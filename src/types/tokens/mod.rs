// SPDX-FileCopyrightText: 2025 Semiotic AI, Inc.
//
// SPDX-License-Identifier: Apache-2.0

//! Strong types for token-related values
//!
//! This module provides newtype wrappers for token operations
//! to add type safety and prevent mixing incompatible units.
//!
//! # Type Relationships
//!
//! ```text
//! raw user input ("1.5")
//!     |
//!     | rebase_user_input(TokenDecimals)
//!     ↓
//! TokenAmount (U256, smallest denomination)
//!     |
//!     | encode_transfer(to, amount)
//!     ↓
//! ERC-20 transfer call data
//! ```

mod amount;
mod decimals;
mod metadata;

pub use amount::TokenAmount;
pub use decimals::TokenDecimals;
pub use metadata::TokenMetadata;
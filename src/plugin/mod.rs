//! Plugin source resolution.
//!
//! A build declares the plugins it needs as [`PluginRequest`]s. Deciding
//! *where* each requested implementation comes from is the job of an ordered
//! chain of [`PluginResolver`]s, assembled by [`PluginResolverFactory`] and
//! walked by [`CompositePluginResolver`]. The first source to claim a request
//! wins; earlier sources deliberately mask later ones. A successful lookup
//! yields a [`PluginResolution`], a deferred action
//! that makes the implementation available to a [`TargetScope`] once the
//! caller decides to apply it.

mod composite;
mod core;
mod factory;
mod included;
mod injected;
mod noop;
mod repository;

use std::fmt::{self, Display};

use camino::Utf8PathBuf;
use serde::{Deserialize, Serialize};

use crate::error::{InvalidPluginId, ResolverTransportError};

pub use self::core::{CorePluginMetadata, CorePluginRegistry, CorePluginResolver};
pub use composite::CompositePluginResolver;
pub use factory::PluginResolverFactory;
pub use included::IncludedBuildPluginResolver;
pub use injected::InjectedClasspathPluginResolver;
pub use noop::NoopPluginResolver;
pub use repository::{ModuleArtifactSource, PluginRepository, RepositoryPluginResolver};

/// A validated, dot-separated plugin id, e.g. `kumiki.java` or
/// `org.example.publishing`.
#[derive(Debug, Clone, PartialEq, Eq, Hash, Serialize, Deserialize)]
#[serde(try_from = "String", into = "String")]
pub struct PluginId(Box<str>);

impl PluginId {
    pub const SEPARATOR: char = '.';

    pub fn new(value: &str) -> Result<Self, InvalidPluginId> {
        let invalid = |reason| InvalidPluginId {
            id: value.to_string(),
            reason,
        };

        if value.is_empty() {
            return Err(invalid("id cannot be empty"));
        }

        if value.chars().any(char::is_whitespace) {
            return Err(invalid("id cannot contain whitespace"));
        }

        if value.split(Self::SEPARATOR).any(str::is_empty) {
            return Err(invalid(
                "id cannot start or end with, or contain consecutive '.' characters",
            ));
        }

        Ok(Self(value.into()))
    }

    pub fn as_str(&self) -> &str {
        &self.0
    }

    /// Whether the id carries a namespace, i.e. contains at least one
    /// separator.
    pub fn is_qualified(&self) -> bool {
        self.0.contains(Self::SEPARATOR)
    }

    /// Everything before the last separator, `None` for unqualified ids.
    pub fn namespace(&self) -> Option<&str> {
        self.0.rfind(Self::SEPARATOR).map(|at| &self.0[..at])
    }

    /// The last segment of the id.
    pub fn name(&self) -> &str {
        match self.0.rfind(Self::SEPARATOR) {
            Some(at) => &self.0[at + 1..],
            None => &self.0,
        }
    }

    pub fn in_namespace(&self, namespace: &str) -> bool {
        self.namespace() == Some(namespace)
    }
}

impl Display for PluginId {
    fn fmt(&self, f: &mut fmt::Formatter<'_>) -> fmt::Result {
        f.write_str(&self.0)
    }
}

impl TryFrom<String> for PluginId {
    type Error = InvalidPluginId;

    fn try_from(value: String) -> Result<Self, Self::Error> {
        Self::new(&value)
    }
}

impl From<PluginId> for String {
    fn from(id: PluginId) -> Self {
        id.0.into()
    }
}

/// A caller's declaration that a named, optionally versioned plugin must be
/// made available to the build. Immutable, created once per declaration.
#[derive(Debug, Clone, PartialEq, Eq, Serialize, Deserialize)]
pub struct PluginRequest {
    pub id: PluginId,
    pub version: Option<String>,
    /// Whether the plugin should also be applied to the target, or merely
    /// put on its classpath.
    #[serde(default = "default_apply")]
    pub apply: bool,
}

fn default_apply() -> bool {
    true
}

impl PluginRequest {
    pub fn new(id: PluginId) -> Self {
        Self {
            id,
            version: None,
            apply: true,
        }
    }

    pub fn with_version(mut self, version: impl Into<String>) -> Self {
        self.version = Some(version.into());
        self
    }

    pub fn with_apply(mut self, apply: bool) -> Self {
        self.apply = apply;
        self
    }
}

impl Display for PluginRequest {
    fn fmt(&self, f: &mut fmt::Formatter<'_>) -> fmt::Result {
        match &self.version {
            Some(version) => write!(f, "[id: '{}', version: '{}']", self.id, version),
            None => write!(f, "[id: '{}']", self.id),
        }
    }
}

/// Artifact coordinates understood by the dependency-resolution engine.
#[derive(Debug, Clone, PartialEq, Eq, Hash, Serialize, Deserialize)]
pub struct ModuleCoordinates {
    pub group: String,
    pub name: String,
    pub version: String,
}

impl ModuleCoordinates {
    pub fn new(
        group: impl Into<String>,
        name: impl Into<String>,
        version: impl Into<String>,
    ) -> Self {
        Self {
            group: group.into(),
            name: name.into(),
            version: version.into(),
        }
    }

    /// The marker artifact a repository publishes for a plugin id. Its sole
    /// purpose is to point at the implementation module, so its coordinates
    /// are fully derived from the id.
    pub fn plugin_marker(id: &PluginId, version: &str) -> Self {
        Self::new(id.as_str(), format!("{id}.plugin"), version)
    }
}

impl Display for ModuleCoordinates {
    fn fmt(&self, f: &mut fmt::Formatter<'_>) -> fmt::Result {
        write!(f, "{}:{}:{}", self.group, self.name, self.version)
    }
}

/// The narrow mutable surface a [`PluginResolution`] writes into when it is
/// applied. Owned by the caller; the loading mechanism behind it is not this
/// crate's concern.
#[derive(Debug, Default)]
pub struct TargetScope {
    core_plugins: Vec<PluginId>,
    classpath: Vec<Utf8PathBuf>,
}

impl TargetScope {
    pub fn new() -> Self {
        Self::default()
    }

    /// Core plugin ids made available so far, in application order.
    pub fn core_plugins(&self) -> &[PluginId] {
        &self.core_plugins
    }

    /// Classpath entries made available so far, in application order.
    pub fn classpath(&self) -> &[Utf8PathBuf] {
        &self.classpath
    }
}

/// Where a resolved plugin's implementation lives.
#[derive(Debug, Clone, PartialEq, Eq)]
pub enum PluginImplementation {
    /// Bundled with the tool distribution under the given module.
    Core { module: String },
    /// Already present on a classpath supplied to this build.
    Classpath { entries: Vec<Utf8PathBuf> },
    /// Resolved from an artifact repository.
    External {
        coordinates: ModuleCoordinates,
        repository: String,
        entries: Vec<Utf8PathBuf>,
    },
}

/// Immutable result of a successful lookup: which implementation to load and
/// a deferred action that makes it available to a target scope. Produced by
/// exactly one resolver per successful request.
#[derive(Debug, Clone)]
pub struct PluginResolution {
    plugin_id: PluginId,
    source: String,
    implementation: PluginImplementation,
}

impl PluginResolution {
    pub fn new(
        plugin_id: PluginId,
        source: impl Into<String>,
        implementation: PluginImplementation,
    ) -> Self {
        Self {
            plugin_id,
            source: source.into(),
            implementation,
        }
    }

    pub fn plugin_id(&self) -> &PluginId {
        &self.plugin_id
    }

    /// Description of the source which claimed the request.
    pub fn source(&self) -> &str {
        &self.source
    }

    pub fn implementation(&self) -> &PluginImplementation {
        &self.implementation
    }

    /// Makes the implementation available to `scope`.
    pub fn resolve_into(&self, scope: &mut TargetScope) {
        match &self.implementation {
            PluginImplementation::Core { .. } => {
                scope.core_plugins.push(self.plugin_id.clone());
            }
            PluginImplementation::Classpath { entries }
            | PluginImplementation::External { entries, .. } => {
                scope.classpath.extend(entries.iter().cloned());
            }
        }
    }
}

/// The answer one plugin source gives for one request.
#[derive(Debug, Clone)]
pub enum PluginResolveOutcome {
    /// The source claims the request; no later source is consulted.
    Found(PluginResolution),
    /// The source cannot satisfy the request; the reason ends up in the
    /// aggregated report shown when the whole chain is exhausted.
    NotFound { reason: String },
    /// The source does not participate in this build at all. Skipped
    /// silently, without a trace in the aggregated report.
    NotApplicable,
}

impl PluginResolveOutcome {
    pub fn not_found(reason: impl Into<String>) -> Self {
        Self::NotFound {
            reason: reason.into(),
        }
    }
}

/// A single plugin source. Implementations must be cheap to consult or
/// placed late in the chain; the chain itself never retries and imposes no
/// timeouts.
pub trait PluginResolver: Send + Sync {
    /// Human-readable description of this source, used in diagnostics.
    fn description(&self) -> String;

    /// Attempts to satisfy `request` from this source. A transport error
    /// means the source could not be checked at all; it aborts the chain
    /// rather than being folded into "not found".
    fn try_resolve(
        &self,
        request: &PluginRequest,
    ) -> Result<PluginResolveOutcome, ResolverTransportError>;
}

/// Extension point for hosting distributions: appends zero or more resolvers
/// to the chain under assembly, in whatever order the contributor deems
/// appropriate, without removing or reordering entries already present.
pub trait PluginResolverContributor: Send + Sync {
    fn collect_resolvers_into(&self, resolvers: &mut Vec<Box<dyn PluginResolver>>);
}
================
◆ Exercise ◆
This exercise requires the lines of the entries containing the string "filename".

◆ Expected answer ◆
filename src/types/tokens/mod.rs
filename src/plugin/mod.rs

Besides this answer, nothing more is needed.